Open asvishnyakov opened 1 month ago
Use case is pretty simple: I need to open my site (running on developer machine) on other devices such as phone for testing or demo purposes
Assuming we have included a LAN IP (like 192.168.1.200
) in the https cert, what makes your phone trust that certificate? The cert doesn't match a CA that is trusted by the phone, right?
@tmds If we don't have an IP address in the cert then it will never be trusted by the phone, even if I manually tap to "continue" it will show error in the address bar and error on the main screen next time I'll return to the page. But if I include IP address, then I can just import generated CA certificate to the phone and never see these errors again.

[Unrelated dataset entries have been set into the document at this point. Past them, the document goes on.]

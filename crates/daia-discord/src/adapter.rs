use std::sync::Arc;
use std::time::Duration;

use serenity::model::gateway::GatewayIntents;
use serenity::Client;
use tokio_util::sync::CancellationToken;
use tracing::{error, info, warn};

use daia_core::config::DiscordConfig;

use crate::context::BotContext;
use crate::error::DiscordError;
use crate::handler::DaiaHandler;

/// Discord gateway adapter.
///
/// Wraps a serenity `Client` and reconnects whenever the gateway drops,
/// until `shutdown` is cancelled.
pub struct DiscordAdapter {
    app: Arc<BotContext>,
    config: DiscordConfig,
    shutdown: CancellationToken,
}

impl DiscordAdapter {
    pub fn new(config: &DiscordConfig, app: Arc<BotContext>, shutdown: CancellationToken) -> Self {
        Self {
            app,
            config: config.clone(),
            shutdown,
        }
    }

    /// Connect and keep reconnecting until shutdown. Runs in-flight message
    /// tasks down through the child tokens handed to each run.
    pub async fn run(self) -> Result<(), DiscordError> {
        if self.config.bot_token.trim().is_empty() {
            return Err(DiscordError::NoToken);
        }

        let intents = GatewayIntents::GUILDS
            | GatewayIntents::GUILD_MESSAGES
            | GatewayIntents::DIRECT_MESSAGES
            | GatewayIntents::MESSAGE_CONTENT;

        loop {
            let Some(mut client) = self.connect(intents).await else {
                break;
            };
            let shards = Arc::clone(&client.shard_manager);

            info!("Discord: gateway connecting");
            tokio::select! {
                result = client.start() => match result {
                    Err(e) => warn!("Discord: gateway error ({e}), reconnecting in 5s"),
                    Ok(()) => info!("Discord: gateway stopped cleanly, reconnecting in 5s"),
                },
                _ = self.shutdown.cancelled() => {
                    info!("Discord: shutting down gateway");
                    shards.shutdown_all().await;
                    break;
                }
            }

            if self.pause(Duration::from_secs(5)).await {
                break;
            }
        }

        info!("Discord: adapter stopped");
        Ok(())
    }

    /// Build a client, retrying every 30s. `None` once shutdown is requested.
    async fn connect(&self, intents: GatewayIntents) -> Option<Client> {
        loop {
            match self.build_client(intents).await {
                Ok(c) => return Some(c),
                Err(e) => {
                    error!("Discord: connect failed ({e}), retrying in 30s");
                    if self.pause(Duration::from_secs(30)).await {
                        return None;
                    }
                }
            }
        }
    }

    /// Sleep unless shutdown comes first; returns `true` on shutdown.
    async fn pause(&self, delay: Duration) -> bool {
        tokio::select! {
            _ = tokio::time::sleep(delay) => false,
            _ = self.shutdown.cancelled() => true,
        }
    }

    /// Build a fresh serenity `Client` with our event handler.
    async fn build_client(&self, intents: GatewayIntents) -> Result<Client, serenity::Error> {
        let handler = DaiaHandler::new(
            Arc::clone(&self.app),
            self.config.clone(),
            self.shutdown.clone(),
        );

        Client::builder(&self.config.bot_token, intents)
            .event_handler(handler)
            .await
    }
}
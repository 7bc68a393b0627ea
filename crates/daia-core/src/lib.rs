pub mod config;
pub mod error;
pub mod settings;
pub mod types;

pub use error::{DaiaError, Result};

then I can just import generated CA certificate
I see. So, you accept the CA cert, and then the phone accepts the cert for that IP. And with the current self-signed cert, your phone does not allow you to accept it to be valid for that local network ip?
I'm ok with adding some options to the install
command that enable this use-case.
Something like:
--add-local-ips
--add-ip <ip>
--add-name <dns-name>
How does that sound?
@tmds Basically with current configuration phone certificate isn't valid because localhost
isn't IP address from which I open my site, yes.
Yeah, option sounds great for me. I'll do IP when I'll have free time.
@tmds As you asked on #31:
Use case is pretty simple: I need to open my site (running on developer machine) on other devices such as phone for testing or demo purposes
In this case I can't use localhost or loopback IP address as (obviously) they will point to phone (device) itself, instead of my dev machine. And if I'll try to open site using my dev machine IP address I'll get an error about certificate subject and site hostname mismatch.
You mentioned security impact. I'll agree with you on that and propose restriction (opt-out feature?) to use only local network addressess (i.e. 10. or 192.168.)